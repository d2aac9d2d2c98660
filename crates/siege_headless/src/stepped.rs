//! Deterministic runner: time only moves when the controller says so.
//!
//! Ticks advance on `tick` requests and accrual periods fire on `elapse`
//! requests, so a recorded session replays to the same state hash.

use std::io::{BufRead, Write};
use std::time::Duration;

use siege_core::simulation::Simulation;

use crate::error::HeadlessError;
use crate::protocol::{Request, Response};

/// Stepped headless runner owning one simulation.
#[derive(Debug, Clone, Default)]
pub struct SteppedRunner {
    sim: Simulation,
}

impl SteppedRunner {
    /// Wrap an existing simulation.
    pub fn new(sim: Simulation) -> Self {
        Self { sim }
    }

    /// The driven simulation.
    pub fn simulation(&self) -> &Simulation {
        &self.sim
    }

    /// Consume the runner, returning the simulation.
    pub fn into_simulation(self) -> Simulation {
        self.sim
    }

    /// Handle one request.
    ///
    /// Rejections become [`Response::Error`]; the simulation is unchanged.
    pub fn handle(&mut self, request: &Request) -> Response {
        match self.try_handle(request) {
            Ok(response) => response,
            Err(err) => {
                tracing::warn!(cmd = request.name(), error = %err, "Request rejected");
                Response::error(err.kind(), err.to_string())
            }
        }
    }

    fn try_handle(&mut self, request: &Request) -> Result<Response, HeadlessError> {
        if let Some(command) = request.to_command()? {
            return Ok(self.sim.apply(command)?.into());
        }

        let response = match *request {
            Request::Tick { count } => {
                let mut attacks = 0;
                let mut destroyed = Vec::new();
                for _ in 0..count {
                    let events = self.sim.tick();
                    attacks += events.attacks.len();
                    destroyed.extend(events.destroyed_structures);
                }
                Response::Ticked {
                    tick: self.sim.get_tick(),
                    attacks,
                    destroyed,
                }
            }
            Request::Elapse { ms } => {
                let report = self.sim.advance_clock(Duration::from_millis(ms));
                Response::Accrued {
                    gold: report.gold,
                    elixir: report.elixir,
                }
            }
            Request::Query => Response::State {
                snapshot: self.sim.snapshot(),
            },
            Request::Hash => Response::Hash {
                tick: self.sim.get_tick(),
                hash: self.sim.state_hash(),
            },
            Request::Quit => Response::Bye,
            _ => {
                return Err(HeadlessError::Unsupported {
                    mode: "stepped",
                    cmd: request.name(),
                })
            }
        };
        Ok(response)
    }

    /// Serve a JSON-lines session until `quit` or end of input.
    ///
    /// Writes the ready line first and flushes after every response.
    pub fn run<R: BufRead, W: Write>(&mut self, input: R, mut output: W) -> Result<(), HeadlessError> {
        write_line(&mut output, &Response::ready(self.sim.get_tick()))?;
        tracing::info!("Stepped session started");

        for line in input.lines() {
            let line = line?;
            let line = line.trim();
            if line.is_empty() {
                continue;
            }

            let response = match Request::from_json(line) {
                Ok(request) => self.handle(&request),
                Err(err) => {
                    let err = HeadlessError::from(err);
                    tracing::warn!(error = %err, "Unparseable request");
                    Response::error(err.kind(), err.to_string())
                }
            };
            write_line(&mut output, &response)?;

            if response == Response::Bye {
                tracing::info!(tick = self.sim.get_tick(), "Session ended by controller");
                return Ok(());
            }
        }

        tracing::info!(tick = self.sim.get_tick(), "Input closed");
        Ok(())
    }
}

fn write_line<W: Write>(output: &mut W, response: &Response) -> Result<(), HeadlessError> {
    output.write_all(response.to_json_line().as_bytes())?;
    output.flush()?;
    Ok(())
}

+ + + +

§ **To do**
What is wanted is every line above, written out exactly.

§ **Exercise solution**
repository d2aac9d2d2c98660
filename crates/siege_headless/src/stepped.rs
//! Deterministic runner: time only moves when the controller says so.
//!
//! Ticks advance on `tick` requests and accrual periods fire on `elapse`
//! requests, so a recorded session replays to the same state hash.

use std::io::{BufRead, Write};
use std::time::Duration;

use siege_core::simulation::Simulation;

use crate::error::HeadlessError;
use crate::protocol::{Request, Response};

/// Stepped headless runner owning one simulation.
#[derive(Debug, Clone, Default)]
pub struct SteppedRunner {
    sim: Simulation,
}

impl SteppedRunner {
    /// Wrap an existing simulation.
    pub fn new(sim: Simulation) -> Self {
        Self { sim }
    }

    /// The driven simulation.
    pub fn simulation(&self) -> &Simulation {
        &self.sim
    }

    /// Consume the runner, returning the simulation.
    pub fn into_simulation(self) -> Simulation {
        self.sim
    }

    /// Handle one request.
    ///
    /// Rejections become [`Response::Error`]; the simulation is unchanged.
    pub fn handle(&mut self, request: &Request) -> Response {
        match self.try_handle(request) {
            Ok(response) => response,
            Err(err) => {
                tracing::warn!(cmd = request.name(), error = %err, "Request rejected");
                Response::error(err.kind(), err.to_string())
            }
        }
    }

    fn try_handle(&mut self, request: &Request) -> Result<Response, HeadlessError> {
        if let Some(command) = request.to_command()? {
            return Ok(self.sim.apply(command)?.into());
        }

        let response = match *request {
            Request::Tick { count } => {
                let mut attacks = 0;
                let mut destroyed = Vec::new();
                for _ in 0..count {
                    let events = self.sim.tick();
                    attacks += events.attacks.len();
                    destroyed.extend(events.destroyed_structures);
                }
                Response::Ticked {
                    tick: self.sim.get_tick(),
                    attacks,
                    destroyed,
                }
            }
            Request::Elapse { ms } => {
                let report = self.sim.advance_clock(Duration::from_millis(ms));
                Response::Accrued {
                    gold: report.gold,
                    elixir: report.elixir,
                }
            }
            Request::Query => Response::State {
                snapshot: self.sim.snapshot(),
            },
            Request::Hash => Response::Hash {
                tick: self.sim.get_tick(),
                hash: self.sim.state_hash(),
            },
            Request::Quit => Response::Bye,
            _ => {
                return Err(HeadlessError::Unsupported {
                    mode: "stepped",
                    cmd: request.name(),
                })
            }
        };
        Ok(response)
    }

    /// Serve a JSON-lines session until `quit` or end of input.
    ///
    /// Writes the ready line first and flushes after every response.
    pub fn run<R: BufRead, W: Write>(&mut self, input: R, mut output: W) -> Result<(), HeadlessError> {
        write_line(&mut output, &Response::ready(self.sim.get_tick()))?;
        tracing::info!("Stepped session started");

        for line in input.lines() {
            let line = line?;
            let line = line.trim();
            if line.is_empty() {
                continue;
            }

            let response = match Request::from_json(line) {
                Ok(request) => self.handle(&request),
                Err(err) => {
                    let err = HeadlessError::from(err);
                    tracing::warn!(error = %err, "Unparseable request");
                    Response::error(err.kind(), err.to_string())
                }
            };
            write_line(&mut output, &response)?;

            if response == Response::Bye {
                tracing::info!(tick = self.sim.get_tick(), "Session ended by controller");
                return Ok(());
            }
        }

        tracing::info!(tick = self.sim.get_tick(), "Input closed");
        Ok(())
    }
}

fn write_line<W: Write>(output: &mut W, response: &Response) -> Result<(), HeadlessError> {
    output.write_all(response.to_json_line().as_bytes())?;
    output.flush()?;
    Ok(())
}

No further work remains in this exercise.